Stairway to Heaven: Longitudinal Social Network Analysis of Religious Communities on Twitter

Spyros Angelopoulos

Research output: Chapter in Book/Report/Conference proceedingConference contributionScientificpeer-review

Abstract

This study takes a step towards understanding important aspects of religiosity on Twitter, and more specifically attempts to elucidate knowledge on the characteristics of the evolving social networks that emerge during discussions amongst religious Twitter users. The rapid expansion and adoption of the internet and attendant advances in pervasive technologies and social media have fuelled a renewed engagement with the use of social network analysis to study the challenges and opportunities presented by the proliferation of online communities in society. While online social networking becomes important means of religious practices, our understanding of religiosity in social media and networking sites remains very limited (Chen et al., 2014). In this study, we incorporate a novel methodological approach for elucidating the relationship between the structure and dynamics of the networks that constitute religious communities on Twitter, and the social organisation, activities and practices of users/members.

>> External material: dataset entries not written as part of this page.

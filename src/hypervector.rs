//! Hypervector algebra: the fundamental unit of hyperdimensional computing.
//!
//! A [`Hypervector`] is a fixed-dimension integer array over one of two
//! alphabets (binary `{0,1}` or bipolar `{-1,+1}`). [`bind`](Hypervector::bind),
//! [`bundle`](Hypervector::bundle), [`subtract`](Hypervector::subtract) and
//! [`permute`](Hypervector::permute) are the algebraic primitives everything
//! else in this crate is built from; [`distance`](Hypervector::distance)
//! measures approximate similarity under noise.

use std::collections::BTreeSet;
use std::time::{SystemTime, UNIX_EPOCH};

use rand::Rng;
use rand::SeedableRng;
use rand_chacha::ChaCha8Rng;

use crate::error::HvError;

/// Minimum dimension a hypervector may have. Below this, HDC's
/// noise-tolerance guarantees (the law-of-large-numbers argument behind
/// `bind`/`bundle`) no longer hold in any meaningful sense.
pub const MIN_DIM: usize = 10_000;

/// Result type for hypervector algebra operations.
pub type HvResult<T> = std::result::Result<T, HvError>;

/// The alphabet a hypervector's components are drawn from.
#[derive(Debug, Clone, Copy, PartialEq, Eq, Hash)]
pub enum Alphabet {
    /// Components in `{0, 1}`.
    Binary,
    /// Components in `{-1, +1}`.
    Bipolar,
}

impl std::fmt::Display for Alphabet {
    fn fmt(&self, f: &mut std::fmt::Formatter<'_>) -> std::fmt::Result {
        match self {
            Alphabet::Binary => write!(f, "binary"),
            Alphabet::Bipolar => write!(f, "bipolar"),
        }
    }
}

/// Distance metric used by [`Hypervector::distance`].
#[derive(Debug, Clone, Copy, PartialEq, Eq)]
pub enum DistanceMethod {
    /// `1 - cos(theta)`, in `[0, 2]`.
    Cosine,
    /// Count of differing components, in `[0, dim]`.
    Hamming,
    /// Euclidean (L2) distance.
    Euclidean,
}

impl std::str::FromStr for DistanceMethod {
    type Err = HvError;

    fn from_str(s: &str) -> Result<Self, Self::Err> {
        match s {
            "cosine" => Ok(DistanceMethod::Cosine),
            "hamming" => Ok(DistanceMethod::Hamming),
            "euclidean" => Ok(DistanceMethod::Euclidean),
            other => Err(HvError::UnknownDistanceMethod { method: other.to_string() }),
        }
    }
}

/// A hypervector: a named, tagged, fixed-dimension integer array.
///
/// `elements` is always `Vec<i32>` rather than a bit-packed representation,
/// because intermediate results of `bundle`/`subtract` may temporarily
/// leave the alphabet before a caller calls [`normalize`](Hypervector::normalize).
#[derive(Debug, Clone)]
pub struct Hypervector {
    name: String,
    dim: usize,
    alphabet: Alphabet,
    elements: Vec<i32>,
    tags: BTreeSet<String>,
    seed: Option<u64>,
    memory: Option<Box<Hypervector>>,
}

/// Deterministically mix a master seed with a task index into a fresh u64
/// seed (splitmix64), so parallel tasks that each need their own RNG stream
/// still produce bit-identical output regardless of scheduling order.
pub(crate) fn derive_seed(master: u64, index: u64) -> u64 {
    let mut z = master.wrapping_add(index.wrapping_mul(0x9E3779B97F4A7C15));
    z = (z ^ (z >> 30)).wrapping_mul(0xBF58476D1CE4E5B9);
    z = (z ^ (z >> 27)).wrapping_mul(0x94D049BB133111EB);
    z ^ (z >> 31)
}

fn wall_clock_seed() -> u64 {
    SystemTime::now()
        .duration_since(UNIX_EPOCH)
        .map(|d| d.as_nanos() as u64)
        .unwrap_or(0)
}

fn check_dim(dim: usize) -> HvResult<()> {
    if dim < MIN_DIM {
        return Err(HvError::SizeTooSmall { actual: dim });
    }
    Ok(())
}

fn check_compatible(a: &Hypervector, b: &Hypervector) -> HvResult<()> {
    if a.dim != b.dim {
        return Err(HvError::DimensionMismatch {
            expected: a.dim,
            actual: b.dim,
        });
    }
    if a.alphabet != b.alphabet {
        return Err(HvError::AlphabetMismatch {
            expected: a.alphabet.to_string(),
            actual: b.alphabet.to_string(),
        });
    }
    Ok(())
}

impl Hypervector {
    /// Create a hypervector from already-computed raw elements, bypassing
    /// random generation. Used internally by the algebra operators and by
    /// the level-vector/weight-vector codebook builders. The caller is
    /// responsible for `elements.len() == dim`.
    pub(crate) fn from_raw(name: impl Into<String>, dim: usize, alphabet: Alphabet, elements: Vec<i32>) -> Self {
        debug_assert_eq!(elements.len(), dim);
        Self {
            name: name.into(),
            dim,
            alphabet,
            elements,
            tags: BTreeSet::new(),
            seed: None,
            memory: None,
        }
    }

    /// Generate a new random hypervector.
    ///
    /// Same `seed` + `dim` + `alphabet` yields bit-identical elements.
    /// `seed = None` falls back to a wall-clock seed (the "unseeded"
    /// sentinel of spec §5).
    pub fn random(name: impl Into<String>, dim: usize, alphabet: Alphabet, seed: Option<u64>) -> HvResult<Self> {
        let name = name.into();
        if name.is_empty() {
            return Err(HvError::EmptyName);
        }
        check_dim(dim)?;

        let mut rng = ChaCha8Rng::seed_from_u64(seed.unwrap_or_else(wall_clock_seed));
        let elements = (0..dim)
            .map(|_| {
                let bit = rng.gen_range(0..2u32);
                match alphabet {
                    Alphabet::Binary => bit as i32,
                    Alphabet::Bipolar => if bit == 0 { -1 } else { 1 },
                }
            })
            .collect();

        Ok(Self {
            name,
            dim,
            alphabet,
            elements,
            tags: BTreeSet::new(),
            seed,
            memory: None,
        })
    }

    pub fn name(&self) -> &str {
        &self.name
    }

    pub fn dim(&self) -> usize {
        self.dim
    }

    pub fn alphabet(&self) -> Alphabet {
        self.alphabet
    }

    pub fn elements(&self) -> &[i32] {
        &self.elements
    }

    pub fn seed(&self) -> Option<u64> {
        self.seed
    }

    pub fn add_tag(&mut self, tag: impl Into<String>) {
        self.tags.insert(tag.into());
    }

    pub fn has_tag(&self, tag: &str) -> bool {
        self.tags.contains(tag)
    }

    pub fn tags(&self) -> impl Iterator<Item = &str> {
        self.tags.iter().map(String::as_str)
    }

    /// Attach a "memory" sub-vector to this node, exclusively owned by it
    /// (spec §9: per-node memory is owned by the node, not re-inserted into
    /// the Space under a derived name).
    pub fn attach_memory(&mut self, memory: Hypervector) {
        self.memory = Some(Box::new(memory));
    }

    pub fn memory(&self) -> Option<&Hypervector> {
        self.memory.as_deref()
    }

    /// Element-wise product. Self-inverse in bipolar: `bind(bind(a,b),b) == a`.
    pub fn bind(&self, other: &Hypervector) -> HvResult<Hypervector> {
        check_compatible(self, other)?;
        let elements = self
            .elements
            .iter()
            .zip(other.elements.iter())
            .map(|(a, b)| a * b)
            .collect();
        Ok(Hypervector::from_raw("bind", self.dim, self.alphabet, elements))
    }

    /// Element-wise sum. May leave the alphabet; call [`normalize`](Self::normalize) before
    /// treating the result as alphabet-valid.
    pub fn bundle(&self, other: &Hypervector) -> HvResult<Hypervector> {
        check_compatible(self, other)?;
        let elements = self
            .elements
            .iter()
            .zip(other.elements.iter())
            .map(|(a, b)| a + b)
            .collect();
        Ok(Hypervector::from_raw("bundle", self.dim, self.alphabet, elements))
    }

    /// Element-wise difference. Used by error mitigation to weaken a component.
    pub fn subtract(&self, other: &Hypervector) -> HvResult<Hypervector> {
        check_compatible(self, other)?;
        let elements = self
            .elements
            .iter()
            .zip(other.elements.iter())
            .map(|(a, b)| a - b)
            .collect();
        Ok(Hypervector::from_raw("subtract", self.dim, self.alphabet, elements))
    }

    /// Cyclic rotation: `result[(i + k) mod dim] = self[i]`. `k` may be negative.
    pub fn permute(&self, k: i64) -> Hypervector {
        let dim = self.dim as i64;
        let shift = ((k % dim) + dim) % dim;
        let shift = shift as usize;
        let mut elements = vec![0i32; self.dim];
        for (i, &v) in self.elements.iter().enumerate() {
            elements[(i + shift) % self.dim] = v;
        }
        Hypervector::from_raw("permute", self.dim, self.alphabet, elements)
    }

    /// Threshold each element back into the alphabet: `>0 -> 1`,
    /// otherwise `0` (binary) or `-1` (bipolar).
    pub fn normalize(&mut self) {
        let floor = match self.alphabet {
            Alphabet::Binary => 0,
            Alphabet::Bipolar => -1,
        };
        for e in self.elements.iter_mut() {
            *e = if *e > 0 { 1 } else { floor };
        }
    }

    /// Distance to another hypervector under the given metric.
    pub fn distance(&self, other: &Hypervector, method: DistanceMethod) -> HvResult<f64> {
        check_compatible(self, other)?;
        let d = match method {
            DistanceMethod::Cosine => {
                let mut dot = 0i64;
                let mut norm_a = 0i64;
                let mut norm_b = 0i64;
                for (&a, &b) in self.elements.iter().zip(other.elements.iter()) {
                    dot += (a as i64) * (b as i64);
                    norm_a += (a as i64) * (a as i64);
                    norm_b += (b as i64) * (b as i64);
                }
                if norm_a == 0 || norm_b == 0 {
                    1.0
                } else {
                    1.0 - (dot as f64) / ((norm_a as f64).sqrt() * (norm_b as f64).sqrt())
                }
            }
            DistanceMethod::Hamming => self
                .elements
                .iter()
                .zip(other.elements.iter())
                .filter(|(a, b)| a != b)
                .count() as f64,
            DistanceMethod::Euclidean => {
                let sum_sq: i64 = self
                    .elements
                    .iter()
                    .zip(other.elements.iter())
                    .map(|(&a, &b)| {
                        let diff = (a as i64) - (b as i64);
                        diff * diff
                    })
                    .sum();
                (sum_sq as f64).sqrt()
            }
        };
        Ok(d)
    }
}

#[cfg(test)]
mod tests {
    use super::*;

    fn hv(seed: u64, dim: usize, alphabet: Alphabet) -> Hypervector {
        Hypervector::random("v", dim, alphabet, Some(seed)).unwrap()
    }

    #[test]
    fn size_below_minimum_is_rejected() {
        let err = Hypervector::random("v", 100, Alphabet::Bipolar, Some(0)).unwrap_err();
        assert!(matches!(err, HvError::SizeTooSmall { actual: 100 }));
    }

    #[test]
    fn empty_name_is_rejected() {
        let err = Hypervector::random("", MIN_DIM, Alphabet::Bipolar, Some(0)).unwrap_err();
        assert!(matches!(err, HvError::EmptyName));
    }

    #[test]
    fn same_seed_is_deterministic() {
        let a = hv(42, MIN_DIM, Alphabet::Bipolar);
        let b = hv(42, MIN_DIM, Alphabet::Bipolar);
        assert_eq!(a.elements(), b.elements());
    }

    #[test]
    fn binary_alphabet_is_zero_one() {
        let v = hv(1, MIN_DIM, Alphabet::Binary);
        assert!(v.elements().iter().all(|&e| e == 0 || e == 1));
    }

    #[test]
    fn bipolar_alphabet_is_pm_one() {
        let v = hv(1, MIN_DIM, Alphabet::Bipolar);
        assert!(v.elements().iter().all(|&e| e == -1 || e == 1));
    }

    /// P1: bind is self-inverse in bipolar.
    #[test]
    fn bind_is_self_inverse_in_bipolar() {
        let a = hv(1, MIN_DIM, Alphabet::Bipolar);
        let k = hv(2, MIN_DIM, Alphabet::Bipolar);
        let bound = a.bind(&k).unwrap();
        let recovered = bound.bind(&k).unwrap();
        assert_eq!(a.elements(), recovered.elements());
    }

    /// P2: permute composes additively.
    #[test]
    fn permute_composes() {
        let a = hv(1, MIN_DIM, Alphabet::Bipolar);
        let composed = a.permute(37).permute(-12);
        let direct = a.permute(25);
        assert_eq!(composed.elements(), direct.elements());
    }

    /// P3: cosine(H,H) == 0, symmetric, independent random vectors ~1.
    #[test]
    fn cosine_self_distance_is_zero() {
        let a = hv(1, MIN_DIM, Alphabet::Bipolar);
        let d = a.distance(&a, DistanceMethod::Cosine).unwrap();
        assert!(d.abs() < 1e-9);
    }

    #[test]
    fn cosine_is_symmetric() {
        let a = hv(1, MIN_DIM, Alphabet::Bipolar);
        let b = hv(2, MIN_DIM, Alphabet::Bipolar);
        let d_ab = a.distance(&b, DistanceMethod::Cosine).unwrap();
        let d_ba = b.distance(&a, DistanceMethod::Cosine).unwrap();
        assert!((d_ab - d_ba).abs() < 1e-9);
    }

    #[test]
    fn independent_bipolar_vectors_are_roughly_orthogonal() {
        let mut total = 0.0;
        let trials = 100;
        for i in 0..trials {
            let a = Hypervector::random("a", MIN_DIM, Alphabet::Bipolar, Some(i * 2)).unwrap();
            let b = Hypervector::random("b", MIN_DIM, Alphabet::Bipolar, Some(i * 2 + 1)).unwrap();
            total += a.distance(&b, DistanceMethod::Cosine).unwrap();
        }
        let mean = total / trials as f64;
        assert!((0.9..=1.1).contains(&mean), "mean cosine distance was {mean}");
    }

    #[test]
    fn s1_scenario_bind_and_distance() {
        let a = Hypervector::random("A", 10_000, Alphabet::Bipolar, Some(1)).unwrap();
        let b = Hypervector::random("B", 10_000, Alphabet::Bipolar, Some(2)).unwrap();
        let d = a.distance(&b, DistanceMethod::Cosine).unwrap();
        assert!((0.98..=1.02).contains(&d), "distance was {d}");
        let round_trip = a.bind(&b).unwrap().bind(&b).unwrap();
        assert_eq!(a.elements(), round_trip.elements());
    }

    #[test]
    fn dimension_mismatch_is_rejected() {
        let a = hv(1, MIN_DIM, Alphabet::Bipolar);
        let b = hv(2, MIN_DIM + 1, Alphabet::Bipolar);
        assert!(matches!(a.bind(&b), Err(HvError::DimensionMismatch { .. })));
    }

    #[test]
    fn alphabet_mismatch_is_rejected() {
        let a = hv(1, MIN_DIM, Alphabet::Bipolar);
        let b = hv(2, MIN_DIM, Alphabet::Binary);
        assert!(matches!(a.bind(&b), Err(HvError::AlphabetMismatch { .. })));
    }

    #[test]
    fn normalize_bipolar_clamps_to_alphabet() {
        let mut v = Hypervector::from_raw("x", MIN_DIM, Alphabet::Bipolar, vec![3, -2, 0, 1]);
        v.elements.resize(MIN_DIM, -4);
        v.normalize();
        assert!(v.elements().iter().all(|&e| e == 1 || e == -1));
        assert_eq!(v.elements()[2], -1); // zero normalizes to the bipolar floor
    }

    #[test]
    fn derive_seed_is_deterministic_and_index_sensitive() {
        let a = derive_seed(7, 3);
        let b = derive_seed(7, 3);
        let c = derive_seed(7, 4);
        assert_eq!(a, b);
        assert_ne!(a, c);
    }

    #[test]
    fn unknown_distance_method_is_rejected() {
        let err = "manhattan".parse::<DistanceMethod>().unwrap_err();
        assert!(matches!(err, HvError::UnknownDistanceMethod { .. }));
    }
}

Our methodological approach combines longitudinal social network analysis with content analysis to afford a nuanced exposition of the micro- and meso- level structures, dynamics and practices that give rise to the emergence and persistence of the macrolevel community phenomenology. The combination of such analytical tools provides valuable insights about the communication patterns, norms, and governance structures implicated in cyber-social systems. Much of the research on Twitter social networks to date subscribes to a structural perspective where actors and actions are represented by network position, frequencies of ties, or inference from linked others, and this macro structural perspective may inhibit a deeper understanding of the full dynamics of online communities with their multiple layers of actors and activities. The novel methodological approach incorporated here directly addresses these concerns by making two key contributions to the field of sociology of religion: it enables researchers to access the micro- and meso-level dynamics of online communities to elucidate the emergence of observed macro-level structural properties by a) extending the structural perspective of Social Network Analysis to deal explicitly with the time dimension for Longitudinal Social Network Analysis and to address the network dynamics of online communities by harnessing concepts and methods developed by mathematicians and physicists in the wider, trans-disciplinary network science literature. b) Combining of such analytical tools to uncover the activities and practices of members associated with community engagement, the generation and maintenance of social capital and the observed macro-level network structural properties.
Our approach is consistent with the established body of literature that characterises online communities in terms of social networks (Ridings et al., 2002, Bampo et al., 2008, Wasko and Faraj, 2005), and suggests that it is common for social networks to emerge among people who share common interests, mentality, behaviours, and identity. In the network representation of communities the actors are represented as network nodes and the interactions among them are represented as connecting ties referred to as “links”, or “edges”. There are well-established measures to determine the position of individuals in networks, and there is a large body of work that uses such measures to make inferences about agential roles, power and dispositions from and in social systems at all scales (e.g. individuals in communities, institutions in society, nations in the global political system). The network construct allows researchers to trace how the collective, that is the religious community, emerges from the discussions of Twitter users over time. The study of individuals’ social interactions and relations has always been fundamental to the social sciences, and focusing on the communicative activities of connected individuals enables us to trace the relations and interactivity that establish the community.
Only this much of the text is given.